USA: Software provider Salesforce must face sex trafficking allegations, appeals court rules

REUTERS/Benoit Tessier

"Salesforce can't dodge child sex trafficking claims, appeals court says", 4 August 2023

A U.S. appeals court ruled on Thursday that business software provider Salesforce (CRM.N) must face sex trafficking allegations from an alleged victim who contends Salesforce knew or should have known that its client Backpage.com was engaged in the trafficking of children.

A divided 7th U.S. Circuit Court of Appeals took an expansive view of the law imposing civil liability on those who participate in a child sex trafficking venture. The majority concluded that the plaintiffs – alleged victim G.G., who was trafficked after running away from home when she was 13, and her mother, Deanna Rose – were not required to show that Salesforce was specifically aware of Backpage advertisements that led to G.G.'s victimization but only that the software company knew or should have known that Backpage was earning significant profits from sex traffickers.
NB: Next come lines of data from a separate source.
// File: src/compiler.rs
//
// Single-pass Pratt parser and bytecode emitter (§4.4). Walks the token
// stream directly into a `Chunk` per function, resolving locals,
// upvalues, and class structure as it goes — no AST is ever built.
// Grounded on the precedence table and call-protocol contract in
// examples/original_source/src/VirtualMachine.cpp, generalized from the
// arithmetic-only original into the language's full surface per the
// expanded specification.

use std::collections::HashMap;

use crate::bytecode::{Chunk, GlobalTable, NarrowKind, OpCode, UpvalueDesc};
use crate::builtins::standard_library_natives;
use crate::errors::{ErrorKind, RuffError, SourceLocation};
use crate::gc::Gc;
use crate::lexer::{Token, TokenKind};
use crate::type_info::{parse_type_ref, starts_type, TypeInfo, TypeRef};
use crate::value::{FunctionObject, GcRef, ObjData, Value};

const PREC_NONE: u8 = 0;
const PREC_ASSIGNMENT: u8 = 1;
const PREC_OR: u8 = 2;
const PREC_AND: u8 = 3;
const PREC_EQUALITY: u8 = 4;
const PREC_COMPARISON: u8 = 5;
const PREC_SHIFT: u8 = 6;
const PREC_TERM: u8 = 7;
const PREC_FACTOR: u8 = 8;
const PREC_UNARY: u8 = 9;
const PREC_CALL: u8 = 10;

#[derive(Debug, Clone)]
struct Local {
    name: String,
    depth: i32,
    captured: bool,
    declared_type: TypeRef,
}

struct FuncCtx {
    chunk: Chunk,
    locals: Vec<Local>,
    upvalues: Vec<UpvalueDesc>,
    scope_depth: i32,
    in_method: bool,
    return_type: TypeRef,
}

impl FuncCtx {
    fn new(in_method: bool, return_type: TypeRef) -> Self {
        FuncCtx { chunk: Chunk::new(), locals: Vec::new(), upvalues: Vec::new(), scope_depth: 0, in_method, return_type }
    }
}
Otherwise, wrote Judge David Hamilton in the majority opinion, a company like Salesforce could “simply bury its head in the sand with respect to individual victims” in order to evade responsibility for providing tailored services to the most “egregious” traffickers...
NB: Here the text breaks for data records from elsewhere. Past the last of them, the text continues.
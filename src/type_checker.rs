// File: src/type_checker.rs
//
// Pre-pass over the token stream: builds a scope stack, infers and
// checks expression/statement types, and accumulates errors without
// emitting bytecode or committing state the compiler reads (§2, §4.3).
// Grounded on examples/original_source/src/TypeChecker.{hpp,cpp}.

use std::collections::HashMap;

use crate::builtins::{function_type_for, standard_library_natives};
use crate::errors::{ErrorKind, RuffError, SourceLocation};
use crate::lexer::{tokenize, Token, TokenKind};
use crate::type_info::{self, is_assignable, numeric_promotion, parse_type_ref, starts_type, TypeInfo, TypeRef};

#[derive(Debug, Clone)]
struct FunctionSig {
    param_types: Vec<TypeRef>,
    return_type: TypeRef,
    /// Empty `param_types` with this set means arity is unconstrained
    /// (§4.3's call contract and §9's open question (b)).
    constrained: bool,
}

#[derive(Debug, Clone, Default)]
struct ClassInfo {
    superclass: Option<String>,
    fields: HashMap<String, TypeRef>,
    methods: HashMap<String, FunctionSig>,
}

/// The result of checking an expression: its type, whether it denotes an
/// assignable place, whether it names a class (for `ClassName(...)`
/// construction calls), its source name (for suggestions), and its line.
#[derive(Debug, Clone)]
pub struct ExprInfo {
    pub ty: TypeRef,
    pub is_assignable: bool,
    pub is_class_symbol: bool,
    pub name: Option<String>,
    pub line: u32,
}

impl ExprInfo {
    fn simple(ty: TypeRef, line: u32) -> Self {
        ExprInfo { ty, is_assignable: false, is_class_symbol: false, name: None, line }
    }
}

pub struct TypeChecker {
    tokens: Vec<Token>,
    pos: usize,
    scopes: Vec<HashMap<String, TypeRef>>,
    functions: HashMap<String, FunctionSig>,
    classes: HashMap<String, ClassInfo>,
    return_stack: Vec<TypeRef>,
    class_stack: Vec<String>,
    errors: Vec<RuffError>,
    source_lines: Vec<String>,
    file: Option<String>,
}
Hamilton and Judge Doris Pryor also found that Salesforce is not shielded by Section 230 of the Communications Decency Act, which protects online publishers from claims based on third-party content. The trial court, U.S. District Judge Andrea Wood of Chicago, had held otherwise, dismissing G.G.’s suit because Section 230 barred her claims. But the 7th Circuit majority said that Salesforce cannot invoke Section 230 because G.G.’s lawsuit is based on the company’s own alleged conduct, not content posted by others...

“In a sense, Salesforce helped Backpage find more sex-trafficking contractors. Plaintiffs' allegations therefore do not treat Salesforce as a publisher or speaker even if Backpage's publishing played a critical role in causing G.G.'s ultimate injury.”
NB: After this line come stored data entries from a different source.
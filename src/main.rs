// File: src/main.rs
//
// Main entry point for the Ruff programming language interpreter.
// Handles command-line argument parsing and dispatches to the appropriate
// subcommand (run, repl, or check).

mod builtins;
mod bytecode;
mod compiler;
mod errors;
mod gc;
mod lexer;
mod module;
mod repl;
mod type_checker;
mod type_info;
mod value;
mod vm;

use clap::{Parser as ClapParser, Subcommand};
use std::path::PathBuf;
use std::process::ExitCode;

#[derive(ClapParser)]
#[command(
    name = "ruff",
    about = "Ruff: A small statically-typed scripting language",
    version = env!("CARGO_PKG_VERSION"),
    long_about = None
)]
struct Cli {
    #[command(subcommand)]
    command: Commands,
}

#[derive(Subcommand)]
#[command(arg_required_else_help = true)]
enum Commands {
    /// Run a Ruff script file
    Run {
        /// Path to the .ruff file
        file: PathBuf,
    },

    /// Launch the interactive Ruff REPL
    Repl,

    /// Type-check a Ruff script without executing it
    Check {
        /// Path to the .ruff file
        file: PathBuf,
    },
}

fn main() -> ExitCode {
    let cli = Cli::parse();

    match cli.command {
        Commands::Run { file } => run_file(file),
        Commands::Repl => match repl::Repl::new() {
            Ok(mut repl) => match repl.run() {
                Ok(()) => ExitCode::SUCCESS,
                Err(e) => {
                    eprintln!("REPL error: {}", e);
                    ExitCode::FAILURE
                }
            },
            Err(e) => {
                eprintln!("Failed to start REPL: {}", e);
                ExitCode::FAILURE
            }
        },
        Commands::Check { file } => check_file(file),
    }
}

fn run_file(file: PathBuf) -> ExitCode {
    let source = match std::fs::read_to_string(&file) {
        Ok(s) => s,
        Err(e) => {
            eprintln!("Cannot read '{}': {}", file.display(), e);
            return ExitCode::FAILURE;
        }
    };
    let filename = file.to_string_lossy().to_string();

    let mut interpreter = vm::VM::new();
    match interpreter.run_source(&source, Some(filename)) {
        Ok(()) => ExitCode::SUCCESS,
        Err(errors) => {
            for error in &errors {
                eprintln!("{}", error);
            }
            ExitCode::FAILURE
        }
    }
}

fn check_file(file: PathBuf) -> ExitCode {
    let source = match std::fs::read_to_string(&file) {
        Ok(s) => s,
        Err(e) => {
            eprintln!("Cannot read '{}': {}", file.display(), e);
            return ExitCode::FAILURE;
        }
    };
    let filename = file.to_string_lossy().to_string();

    let errors = type_checker::TypeChecker::new(&source, Some(filename)).check();
    if errors.is_empty() {
        println!("No type errors found.");
        ExitCode::SUCCESS
    } else {
        for error in &errors {
            eprintln!("{}", error);
        }
        ExitCode::FAILURE
    }
}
In a dissenting opinion, Judge Thomas Kirsch agreed with Salesforce’s argument that it cannot be liable to G.G. because she failed to allege its knowledge of her trafficking...

Salesforce’s lawyers at Gibson, Dunn & Crutcher did not respond to my query. The company did not respond to a query sent to its investor relations department...

[Salesforce] will still have an opportunity to contest what the appeals court called “the objective truth” of G.G.’s allegations later in the case...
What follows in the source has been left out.